La Chine a effectué une entrée fracassante dans les études africaines. Il n'est plus concevable d'évoquer la géopolitique de l'Afrique, ses relations avec les autres régions du monde ou même ses perspectives économiques à l'ère de la mondialisation sans mentionner le rôle croissant de l'Empire du milieu. Un africaniste digne de ce nom se doit aujourd'hui d'être un peu sinologue.
L'engouement suscité par ce nouveau partenaire n'avait d'égal que son exotisme. Enfin lisait-on l'Afrique allait pouvoir sortir du face-à-face inégal dans laquelle elle était enfermée avec les puissances occidentales coloniales hier et néo-coloniales aujourd'hui.
Cet enthousiasme a fait long feu. Et l'ouvrage de Tidiane N'Diaye est révélateur du désamour grandissant dans lequel est en train de lentement glisser l'Empire du milieu. Hier portée aux nues, la Chine est aujourd'hui de plus en plus souvent vouée aux gémonies.
Tidiane N'Diaye énumère tous les reproches adressés à ce nouveau partenaire, hier encore paré de toutes les vertus : le modèle de coopération « gagnant-gagnant vanté par Pékin serait un jeu de dupe, les échanges bilatéraux bénéficiant avant tout à la Chine qui importe les matières premières dont elle a cruellement besoin tandis que les importations de biens de consommation courante déstructurent les fragiles industries africaines (telle l'industrie textile au Mali ou en
Côte d'Ivoire) ; le refus de toute ingérence politique du partenaire chinois conduit de facto à offrir une planche de salut aux régimes les moins démocratiques du continent (Soudan, Zimbabwe, Angola …) ; les Chinois exportent leurs pratiques des affaires, peu transparentes et corruptrices ; ils n'ont aucun respect pour la protection de l'environnement ou pour la santé du consommateur ; ils replongent dans la spirale de l'endettement des pays qui viennent à peine d'assainir leur situation financière avec les bailleurs occidentaux ; ils manifestent à l'égard des Africains un racisme d'un autre âge ; etc. Il n'est pas jusqu'aux prostituées chinoises auxquelles l'auteur reproche dans un (trop) long chapitre leurs pratiques anticoncurentielles !
Cette charge en règle aurait été plus convaincante si elle avait été mieux étayée (l'ouvrage est dépourvu de références infrapaginales et sa bibliographie, d'un laconisme excessif, ne liste quasiment que des sources francophones), si elle avait été exposée dans un vocabulaire moins outrancier (la Chine est décrite comme un « monstre affamé » prêt à fondre sur « la proie africaine » par de « gigantesques dévastations aux pillages subtilement organisés ») et si elle n'était pas lestée de quelques contre-vérités qui la décridibilisent (l'auteur évoque l'utilisation de « bagnards » ou de « repris de justice » sur les chantiers chinois sans citer aucune source alors que la méticuleuse enquête de
Juan Pablo Cardenal et
Heriberto Araujo, La silenciosa conquista china (Memoria Critica, 2011) pourtant critique à l'égard de la Chine, conclut honnêtement à l'inexistence de telles pratiques).
Comme l'avaient montré avec autrement plus de subtilité, les auteurs réunis autour de Raphaël Gabas et Jean-Jacques Chaponnière (Le temps de la Chine en Afrique, Karthala, 2012), l'action de la Chine en Afrique ne mérite ni tant d'éloges ni autant d'opprobres.
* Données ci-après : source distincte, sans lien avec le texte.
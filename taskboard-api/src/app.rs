/// Application state and router builder
///
/// This module defines the shared application state and provides
/// a function to build the Axum router with all routes and middleware.
///
/// # Example
///
/// ```no_run
/// use std::sync::Arc;
/// use taskboard_api::{app::AppState, config::Config};
/// use taskboard_shared::session::MemorySessionStore;
/// use sqlx::SqlitePool;
///
/// # async fn example() -> anyhow::Result<()> {
/// let config = Config::from_env()?;
/// let pool = SqlitePool::connect(&config.database.url).await?;
/// let state = AppState::new(pool, config, Arc::new(MemorySessionStore::new()));
/// let app = taskboard_api::app::build_router(state);
/// # Ok(())
/// # }
/// ```

use crate::{
    config::Config,
    middleware::{security::SecurityHeadersLayer, session::require_session},
};
use axum::{
    http::{header, HeaderValue, Method},
    routing::{get, post},
    Router,
};
use sqlx::SqlitePool;
use std::sync::Arc;
use taskboard_shared::{ai::DescriptionGenerator, session::SessionStore};
use tower_http::{
    cors::CorsLayer,
    trace::{DefaultMakeSpan, DefaultOnResponse, TraceLayer},
};
use tracing::Level;

/// Shared application state
///
/// This is cloned for each request handler via Axum's `State` extractor.
/// Uses Arc internally for cheap cloning.
#[derive(Clone)]
pub struct AppState {
    /// Database connection pool
    pub db: SqlitePool,

    /// Application configuration
    pub config: Arc<Config>,

    /// Server-side session store
    pub sessions: Arc<dyn SessionStore>,

    /// Task description generator (None when no provider is configured)
    pub ai: Option<Arc<dyn DescriptionGenerator>>,
}

impl AppState {
    /// Creates new application state without an AI provider
    pub fn new(db: SqlitePool, config: Config, sessions: Arc<dyn SessionStore>) -> Self {
        Self {
            db,
            config: Arc::new(config),
            sessions,
            ai: None,
        }
    }

    /// Attaches a description generator
    pub fn with_ai(mut self, generator: Arc<dyn DescriptionGenerator>) -> Self {
        self.ai = Some(generator);
        self
    }

    /// Gets the key used to sign session cookies
    pub fn secret_key(&self) -> &str {
        &self.config.session.secret_key
    }
}

/// Builds the complete Axum router with all routes and middleware
///
/// # Architecture
///
/// ```text
/// /
/// ├── /health                          # Health check (public)
/// └── /api/
///     ├── POST /signup                 # Public
///     ├── POST /login
///     ├── POST /logout
///     ├── GET  /check-session
///     ├── GET|POST /projects           # Session required from here on
///     ├── GET|PATCH|DELETE /projects/:id
///     ├── GET|POST /projects/:id/tasks
///     ├── GET|PATCH|DELETE /tasks/:id
///     ├── GET  /dashboard
///     └── POST /ai/generate-task-description
/// ```
///
/// # Middleware Stack
///
/// Applied in order (bottom to top):
/// 1. Logging (tower-http TraceLayer)
/// 2. CORS (tower-http CorsLayer)
/// 3. Security headers
/// 4. Session authentication (matched protected routes only)
///
/// Unmatched paths get the JSON 404 body.
pub fn build_router(state: AppState) -> Router {
    use crate::routes;

    // Health check (public, no auth)
    let health_routes = Router::new().route("/health", get(routes::health::health_check));

    // Auth routes (public, no session required)
    let auth_routes = Router::new()
        .route("/signup", post(routes::auth::signup))
        .route("/login", post(routes::auth::login))
        .route("/logout", post(routes::auth::logout))
        .route("/check-session", get(routes::auth::check_session));

    // Resource routes (require a session)
    let protected_routes = Router::new()
        .route(
            "/projects",
            get(routes::projects::list_projects).post(routes::projects::create_project),
        )
        .route(
            "/projects/:id",
            get(routes::projects::get_project)
                .patch(routes::projects::update_project)
                .delete(routes::projects::delete_project),
        )
        .route(
            "/projects/:id/tasks",
            get(routes::tasks::list_tasks).post(routes::tasks::create_task),
        )
        .route(
            "/tasks/:id",
            get(routes::tasks::get_task)
                .patch(routes::tasks::update_task)
                .delete(routes::tasks::delete_task),
        )
        .route("/dashboard", get(routes::dashboard::get_dashboard))
        .route(
            "/ai/generate-task-description",
            post(routes::ai::generate_task_description),
        )
        .route_layer(axum::middleware::from_fn_with_state(
            state.clone(),
            require_session,
        ));

    let api_routes = Router::new().merge(auth_routes).merge(protected_routes);

    // Configure CORS based on environment
    let cors = if state.config.api.cors_origins.iter().any(|origin| origin == "*") {
        // Development mode: permissive CORS
        CorsLayer::permissive()
    } else {
        let origins: Vec<HeaderValue> = state
            .config
            .api
            .cors_origins
            .iter()
            .filter_map(|origin| origin.parse().ok())
            .collect();

        CorsLayer::new()
            .allow_origin(origins)
            .allow_methods([
                Method::GET,
                Method::POST,
                Method::PATCH,
                Method::DELETE,
                Method::OPTIONS,
            ])
            .allow_headers([header::CONTENT_TYPE, header::ACCEPT])
            .allow_credentials(true)
            .max_age(std::time::Duration::from_secs(3600))
    };

    Router::new()
        .merge(health_routes)
        .nest("/api", api_routes)
        .fallback(routes::not_found)
        .layer(
            TraceLayer::new_for_http()
                .make_span_with(DefaultMakeSpan::new().level(Level::INFO))
                .on_response(DefaultOnResponse::new().level(Level::INFO)),
        )
        .layer(cors)
        .layer(SecurityHeadersLayer::new(state.config.api.production))
        .with_state(state)
}
/// Password hashing module using Argon2id
///
/// Passwords are hashed with Argon2id and a fresh random salt, and stored in
/// PHC string format so the parameters travel with the hash.
///
/// # Security
///
/// - **Algorithm**: Argon2id (hybrid of Argon2i and Argon2d)
/// - **Memory**: 64 MB (65536 KB)
/// - **Iterations**: 3 passes
/// - **Parallelism**: 4 lanes
/// - **Output**: 32-byte hash
///
/// # Example
///
/// ```
/// use taskboard_shared::auth::password::{hash_password, verify_password};
///
/// # fn example() -> Result<(), Box<dyn std::error::Error>> {
/// let hash = hash_password("password123")?;
///
/// assert!(verify_password("password123", &hash)?);
/// assert!(!verify_password("wrong_password", &hash)?);
/// # Ok(())
/// # }
/// ```

use argon2::{
    password_hash::{rand_core::OsRng, PasswordHash, PasswordHasher, PasswordVerifier, SaltString},
    Argon2, ParamsBuilder, Version,
};

const MEMORY_COST_KIB: u32 = 65536;
const TIME_COST: u32 = 3;
const PARALLELISM: u32 = 4;
const OUTPUT_LEN: usize = 32;

/// Error type for password hashing operations
#[derive(Debug, thiserror::Error)]
pub enum PasswordError {
    /// Failed to hash password
    #[error("Failed to hash password: {0}")]
    HashError(String),

    /// Failed to verify password
    #[error("Failed to verify password: {0}")]
    VerifyError(String),

    /// Stored hash is not a valid PHC string
    #[error("Invalid password hash format: {0}")]
    InvalidHash(String),
}

/// Hashes a password using Argon2id
///
/// Returns a PHC string such as
/// `$argon2id$v=19$m=65536,t=3,p=4$<salt>$<hash>`.
///
/// # Errors
///
/// Returns `PasswordError::HashError` if hashing fails
pub fn hash_password(password: &str) -> Result<String, PasswordError> {
    let salt = SaltString::generate(&mut OsRng);

    let params = ParamsBuilder::new()
        .m_cost(MEMORY_COST_KIB)
        .t_cost(TIME_COST)
        .p_cost(PARALLELISM)
        .output_len(OUTPUT_LEN)
        .build()
        .map_err(|e| PasswordError::HashError(format!("Invalid parameters: {}", e)))?;

    let argon2 = Argon2::new(argon2::Algorithm::Argon2id, Version::V0x13, params);

    let password_hash = argon2
        .hash_password(password.as_bytes(), &salt)
        .map_err(|e| PasswordError::HashError(format!("Hash generation failed: {}", e)))?;

    Ok(password_hash.to_string())
}

/// Verifies a password against a stored hash
///
/// Comparison is constant-time inside `argon2`.
///
/// # Returns
///
/// `Ok(true)` if the password matches, `Ok(false)` if it doesn't. A PHC
/// string that parses but carries no hash output never matches.
///
/// # Errors
///
/// Returns `PasswordError::InvalidHash` if the stored hash is not a PHC
/// string, and `PasswordError::VerifyError` for other verification failures.
pub fn verify_password(password: &str, hash: &str) -> Result<bool, PasswordError> {
    let parsed_hash = PasswordHash::new(hash)
        .map_err(|e| PasswordError::InvalidHash(format!("Failed to parse hash: {}", e)))?;

    // Parameters are read from the PHC string
    match Argon2::default().verify_password(password.as_bytes(), &parsed_hash) {
        Ok(()) => Ok(true),
        Err(argon2::password_hash::Error::Password) => Ok(false),
        Err(e) => Err(PasswordError::VerifyError(format!("Verification failed: {}", e))),
    }
}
La Chine n'y a pas d'agenda caché, de visées conquérantes, ni même de politique mûrement planifiée. Loin de l'image centralisée que donne l'expression de « Chinafrique », maladroitement calquée sur celle de « Françafrique » en 2008 par les deux journalistes
Serge Michel et
Michel Beuret, la politique chinoise en Afrique est la conjonction d'une multiplicité d'initiatives individuelles sur lesquelles Pékin n'a guère de prise. Des paysans chinois à la recherche d'un meilleur salaire que celui que leur donne la culture de la terre dans leur pays viennent exploiter le cuivre en Zambie, couper le bois des forêts gabonaises ou vendre des chaussures à Dakar. Rien de comparable avec le système élaboré dans la France de la Vème République par Jacques Foccart.
Si la Chine est de plus en plus influente en Afrique, ce n'est pas la conséquence d'une politique mûrement planifiée et, encore moins, d'un intérêt spécifique pour le continent africain résultant, comme ce fut le cas pour la France coloniale, de son passé. Cette influence croissante ne diffère guère de celle que la Chine, avide de débouchés pour ses exportations et de matières premières pour nourrir sa croissance, se taille dans d'autres régions en développement : Asie centrale, Amérique du Sud et, au premier chef, Asie du sud-est où sa diaspora est la plus nombreuse et ses intérêts économiques les plus importants.